From good time to furloughs, next month, lawmakers will push for changes in prison rules. One of the architects of the proposed changes says the plans should make us safer.
For more than a year, we've been hearing the drumbeat of prison reform in Nebraska getting louder.
Ryan Roberts, whose sister Andrea Kruger was murdered, said in September, “Obviously something went terribly wrong and it needs to be addressed."
Omaha city council member Ben Gray added, "We've got serious concerns about the furlough process."
A year ago, Jermaine Lucas, a two-time felon and gang member, was on a two-day furlough from a work release program when Omaha police say he reached for a gun despite their orders to stop. Officers shot and killed him.

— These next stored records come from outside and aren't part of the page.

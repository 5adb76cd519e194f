//! Focus enforcement error types.
//!
//! Every error here concerns a single page or navigation. Enforcement skips
//! the offending item and carries on with the rest.

use thiserror::Error;

use crate::types::SurfaceId;

/// Errors that can occur while enforcing the allow-list.
#[derive(Debug, Error, Clone, PartialEq, Eq)]
pub enum FocusError {
    /// The URL could not be parsed.
    #[error("cannot parse URL: {0}")]
    InvalidUrl(String),

    /// The URL has no hostname (e.g. `file:///`).
    #[error("URL has no host: {0}")]
    MissingHost(String),

    /// The page is no longer registered.
    #[error("page {0} not found")]
    TabNotFound(SurfaceId),

    /// The page could not be closed.
    #[error("could not close page {0}: {1}")]
    CloseFailed(SurfaceId, String),
}

impl FocusError {
    /// Returns true if the error came from a malformed destination.
    #[must_use]
    pub fn is_url_error(&self) -> bool {
        matches!(self, Self::InvalidUrl(_) | Self::MissingHost(_))
    }

    /// Returns true if the error is recoverable and enforcement should continue.
    ///
    /// Enforcement never aborts on a single page.
    #[must_use]
    pub fn is_recoverable(&self) -> bool {
        true
    }

    /// Returns a user-friendly suggestion for resolving this error.
    #[must_use]
    pub fn suggestion(&self) -> &'static str {
        match self {
            Self::InvalidUrl(_) | Self::MissingHost(_) => {
                "Pass a URL with a scheme, for example https://github.com/"
            }
            Self::TabNotFound(_) => "The page is already closed",
            Self::CloseFailed(_, _) => "Check that the page's process is still responding",
        }
    }
}
// ============================================================================
// Tests
// ============================================================================

#[cfg(test)]
mod tests {
    use super::*;
    use crate::clock::ManualClock;
    use crate::notification::MockNotifier;
    use crate::store::MemoryStore;

    const T0: i64 = 1_700_000_000_000;

    fn standalone_controller() -> (Controller, ManualClock) {
        let dir = tempfile::tempdir().unwrap();
        let socket_path = dir.path().join("missing.sock");
        std::mem::forget(dir);

        let clock = ManualClock::new(T0);
        let controller = Controller::new(
            IpcClient::with_socket_path(socket_path),
            TimerRepository::standalone(Arc::new(MemoryStore::new())),
            Arc::new(MockNotifier::new()),
        )
        .with_state_timeout(Duration::from_millis(100))
        .with_clock(Arc::new(clock.clone()));
        (controller, clock)
    }

    #[test]
    fn test_authority_label() {
        assert_eq!(Authority::Owner.label(), "Daemon");
        assert_eq!(Authority::Standalone.label(), "Standalone");
    }

    #[tokio::test]
    async fn test_missing_owner_falls_back_to_standalone() {
        let (controller, clock) = standalone_controller();
        assert!(controller.detect().await.is_none());

        let view = controller.start(TimerSettings::default()).await.unwrap();
        assert_eq!(view.authority, Authority::Standalone);
        assert!(view.is_running);
        assert_eq!(view.remaining_seconds, 1500);

        clock.advance_secs(300);
        let view = controller.pause().await.unwrap();
        assert!(!view.is_running);
        assert_eq!(view.remaining_seconds, 1200);

        let view = controller.status().await.unwrap();
        assert_eq!(view.remaining_seconds, 1200);

        let view = controller.stop().await.unwrap();
        assert_eq!(view.remaining_seconds, 1500);
        assert_eq!(view.session_count, 0);
    }

    #[tokio::test]
    async fn test_start_applies_settings() {
        let (controller, _clock) = standalone_controller();
        let view = controller
            .start(TimerSettings::default().with_work_minutes(10))
            .await
            .unwrap();
        assert_eq!(view.remaining_seconds, 600);
        assert_eq!(controller.settings().work_time, 600);
    }

    #[test]
    fn test_adopt_only_future_deadline() {
        let (controller, _clock) = standalone_controller();

        let expired = StateSnapshot {
            is_running: true,
            timer_end_time: Some(T0),
            timer_session_type: SessionType::Work,
            timer_session_count: 0,
        };
        assert!(!controller.adopt(&expired).unwrap());

        let live = StateSnapshot {
            timer_end_time: Some(T0 + 60_000),
            timer_session_type: SessionType::ShortBreak,
            timer_session_count: 2,
            ..expired
        };
        assert!(controller.adopt(&live).unwrap());

        let state = controller.mirror.load(&TimerSettings::default());
        assert!(state.is_running);
        assert_eq!(state.end_timestamp, Some(T0 + 60_000));
        assert_eq!(state.session_type, SessionType::ShortBreak);
        assert_eq!(state.session_count, 2);
    }

    #[test]
    fn test_timer_view_from_state() {
        let mut state = TimerState::new(TimerSettings::default());
        state.start_phase(SessionType::Work, T0, 1500);

        let view = TimerView::from_state(Authority::Owner, &state, T0 + 500);
        assert!(view.is_running);
        assert_eq!(view.remaining_seconds, 1500);
    }
}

A year later, the idea of being released early hit center stage as Nikko Jenkins, in spite of prison assaults and claims of mental illness, received his good time credit and was released early. He admits that 12-days later he began a killing spree that took four lives in little more than one week.
Omaha State Senator Brad Ashford says, "We're just not going to let that happen anymore."
Ashford knows there are no guarantees but says if these changes were already in place, Jenkins never would have been released. He'd be getting mental health care instead.
The plan carries a price tag of approximately $25 million. A big part of it would be to hire more probation and parole officers to make sure inmates aren't released into society without any supervision as was the case with Nikko Jenkins.
“Forty percent of our inmates jam out, meaning they're not on parole,” Ashford said. “They served their sentence and they get out without any supervision."
That amounts to 800 inmates every year hitting the streets in Nebraska without any follow-up. Ashford says, “The goal should be keeping the public safe and we do whatever we need to do to reduce the risk of reoffending."
One new idea that will be proposed is a veterans court. Hundreds of vets, whom experts say should be treated for things like PTSD, are incarcerated.
No new prison will be proposed but Senator Ashford expects a plan to add more beds to an existing prison as a short term solution.
The question now is whether enough senators will be on board with the reform.